A huge theropod skeleton was discovered in an approximately 94-million-year-old rock stratum of Argentina’s Huincul Formation in 2012. A team of experts began excavating the remains in 2014. Juan I Canale, Sebastián Apestegua, Pablo A. Gallina, Jonathan Mitchell, Nathan D. Smith, Thomas M. Cullen, Akiko Shinya, Alejandro Haluza, Federico A. Gianechini, and Peter J. Makovicky described the type species Meraxes gigas in 2022.
The fossil is made up of an incomplete skeleton and skull components. The dinosaur was roughly 50 years old when it died, which is very elderly for a primitive theropod. Meraxes’ skull had crests, furrows, lumps, and little horns, according to scientists. The meraxes’ body is eerily similar to that of tyrannosaurs. The skeleton is one of the most complete carcharodontosaur skeletons discovered in the southern hemisphere, according to palaeontologists.
1: Meraxes quick facts:
Name: Meraxes (Greek for “Giant Dragon”); pronounced mər-ahk-seez
When it lived: Late Cretaceous, 95 to 93.9 million years ago
Type of dinosaur: Large Theropod
Location: Argentina
Habitat: Terrestrial.
Length/Weight: 11 meters/4263kg
Diet: Carnivorous
Distinguishing Characteristics: Short arms and a huge skull.
Named by: Juan I. Canale (2022)
2: How do you pronounce ‘Meraxes’?
The name Meraxes should be pronounced “mər-ahk-seez.”
3: What does the name Meraxes mean?
The generic name is a reference to a dragon in the fantasy novel A Song of Ice and Fire. In Latin, the particular epithet means “giant.” The 94-million-year-old dinosaur was named after a dragon from the literary legend that inspired the hit TV show “Game of Thrones.”

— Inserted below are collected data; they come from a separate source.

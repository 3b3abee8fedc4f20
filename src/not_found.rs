//! The 404 page.

use axum::{http::StatusCode, response::Response};

use crate::view_templates::{error_view, render};

/// A route handler for unknown paths.
pub async fn get_404_not_found() -> Response {
    render(
        StatusCode::NOT_FOUND,
        error_view(
            "Page Not Found",
            "404",
            "That page does not exist.",
            "Check the address, or head back to the dashboard.",
        ),
    )
}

4: What Did Meraxes Look Like?
Meraxes was a member of the theropod family Carcharodontosauridae, which also included other titanic dinosaurs such as Giganotosaurus, Mapusaurus, and Carcharodontosaurus. Researchers estimate that Meraxes gigas measured 11 metres in length and weighed approximately 4 tonnes.
The species featured a skull ornamented with crests, bumps, and small horns, and the individual that was unearthed looks to have perished at approximately 50 years of age, which is roughly double the average lifespan of Tyrannosaurus rex. M. gigas roamed the Earth during the Late Cretaceous Epoch, around 20 million years before T. rex, and the dinosaurs are quite distantly related on the evolutionary tree.